With the summer here and the sun shining, we have some advice for you …
HYDRATE. HYDRATE. HYDRATE! Today on the blog we are talking all things water
and the effects that it has on both your everyday life + your barre practice. Water =
good, common knowledge, right? Right … but exactly how much water should you be
drinking? When should I be drinking water? How does water play into my workout?
These are the type of questions that we will be tackling on the blog today.
So first off, we think that it is safe to say that water is really really really important, it
is sort of the Jack-of-all-Trades when it comes to your health and well-being.
Drinking plenty of fluids will help fuel your body, circulate nutrients, flush out
toxins, make your skin glow, prevent headaches, affect your mood, aid weight loss,
and keep everything functioning the way that it is suppose to.
A general rule of thumb regarding just how much water you should drink typically
goes as follows: you should be drinking your body weight (in lbs), divided by two (in
oz). SO… if you weigh 150 lbs you should be drinking 75 oz of water daily. This can
also vary, depending on your age, gender, height, activity levels, etc. However, it is
not entirely clear-cut for our barrestars + exercise fiends because the more active
you are, the more water you require to stay hydrated. If you are wondering just how
much water your body will require during its workout it is important to consider
intensity levels of the activity and your sweat output. Camelbak has created a
fantastic calculator to recommend how much water you should be taking in to
maximize performance in your workout. Check it out here!

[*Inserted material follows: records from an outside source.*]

//! Identity value objects.
//!
//! An [`Identity`] is owned by the credential authority. This backend only
//! ever holds a projection of it, fetched fresh on each validation — it is
//! never cached beyond the request that resolved it and never used as a
//! source of authorization truth on the client side.

use serde::{Deserialize, Serialize};
use std::fmt;

use super::AuthError;

/// Strongly-typed user identifier issued by the credential authority.
#[derive(Debug, Clone, PartialEq, Eq, Hash, Serialize, Deserialize)]
#[serde(transparent)]
pub struct UserId(String);

impl UserId {
    /// Creates a UserId, rejecting empty or whitespace-only values.
    pub fn new(id: impl Into<String>) -> Result<Self, AuthError> {
        let id = id.into();
        if id.trim().is_empty() {
            return Err(AuthError::Validation("User id cannot be empty".into()));
        }
        Ok(Self(id))
    }

    /// Returns the identifier as a string slice.
    pub fn as_str(&self) -> &str {
        &self.0
    }
}

impl fmt::Display for UserId {
    fn fmt(&self, f: &mut fmt::Formatter<'_>) -> fmt::Result {
        write!(f, "{}", self.0)
    }
}

/// The user identity resolved from a validated access token.
///
/// Provider-free domain type: any credential authority can populate it
/// through the `CredentialAuthority` port.
#[derive(Debug, Clone, PartialEq, Eq, Serialize, Deserialize)]
pub struct Identity {
    /// Unique identifier assigned by the credential authority.
    pub id: UserId,

    /// Email address on record with the authority.
    pub email: String,
}

impl Identity {
    pub fn new(id: UserId, email: impl Into<String>) -> Self {
        Self {
            id,
            email: email.into(),
        }
    }
}

#[cfg(test)]
mod tests {
    use super::*;

    #[test]
    fn user_id_rejects_empty() {
        assert!(UserId::new("").is_err());
        assert!(UserId::new("   ").is_err());
    }

    #[test]
    fn user_id_accepts_opaque_value() {
        let id = UserId::new("5f1c2a9e-authority-id").unwrap();
        assert_eq!(id.as_str(), "5f1c2a9e-authority-id");
    }

    #[test]
    fn identity_round_trips_through_json() {
        let identity = Identity::new(UserId::new("user-1").unwrap(), "a@b.co");
        let json = serde_json::to_value(&identity).unwrap();
        assert_eq!(json["id"], "user-1");
        assert_eq!(json["email"], "a@b.co");
    }
}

Next, we are going to talk about WHEN is the best time to drink water to maximize its
effectiveness. Studies often promote the benefits of drinking a glass of water as soon
as you wake up – this is said to help activate your internal organs and flush out
toxins before your first meal of the day. It is also important to drink water before +
after a meal to help with digestion and proper nutrient absorption. It is beneficial to
have a glass of water before bed, this will help replenish any of the water that you may
lose during your slumber. And of course, don’t forget to stay hydrated during your
daily workout! Remember that there is no right or wrong way to drink water … as long
as you are getting enough of it!
We know that reaching your daily hydration requirements is much easier said than done,
you are certainly not alone. So in conclusion, we have compiled a few tips and tricks to
help you sneak a bit more water into your daily consumption. Here they are:
1) Fruits and veggies are water-rich foods – increase your intake of these bad boys
and you are well on your way to optimal hydration!
2) Get creative with your water – try different fruit infusions to spice things up. You
can add oranges, lemons, mint, watermelon, strawberries, cucumbers,
ANYTHING!
3) Keep a water bottle with you at. all. times! Make it a habit to carry your water
with you. If it is in reaching distance, then you are far more likely to drink
throughout the day.
4 )If you are tech savvy, there are actually water tracking apps that will hold you
accountable to getting your daily servings. Some even have alarms that you can
set, if you need the reminder.
5) If you’re out for a night on the town, stick to a one-to-one rule when drinking
alcohol. For every vodka cran, follow it up with a glass of water. (And you will
thank us in the morning. ;) )
6) Invest in a marked water bottle so that you can track precisely how much water
you are taking in.
7) Hot water with lemon is truly a girl’s best friend! Start your day off with a cup to
kick start digestion, balance pH levels and hydrate the lymph system.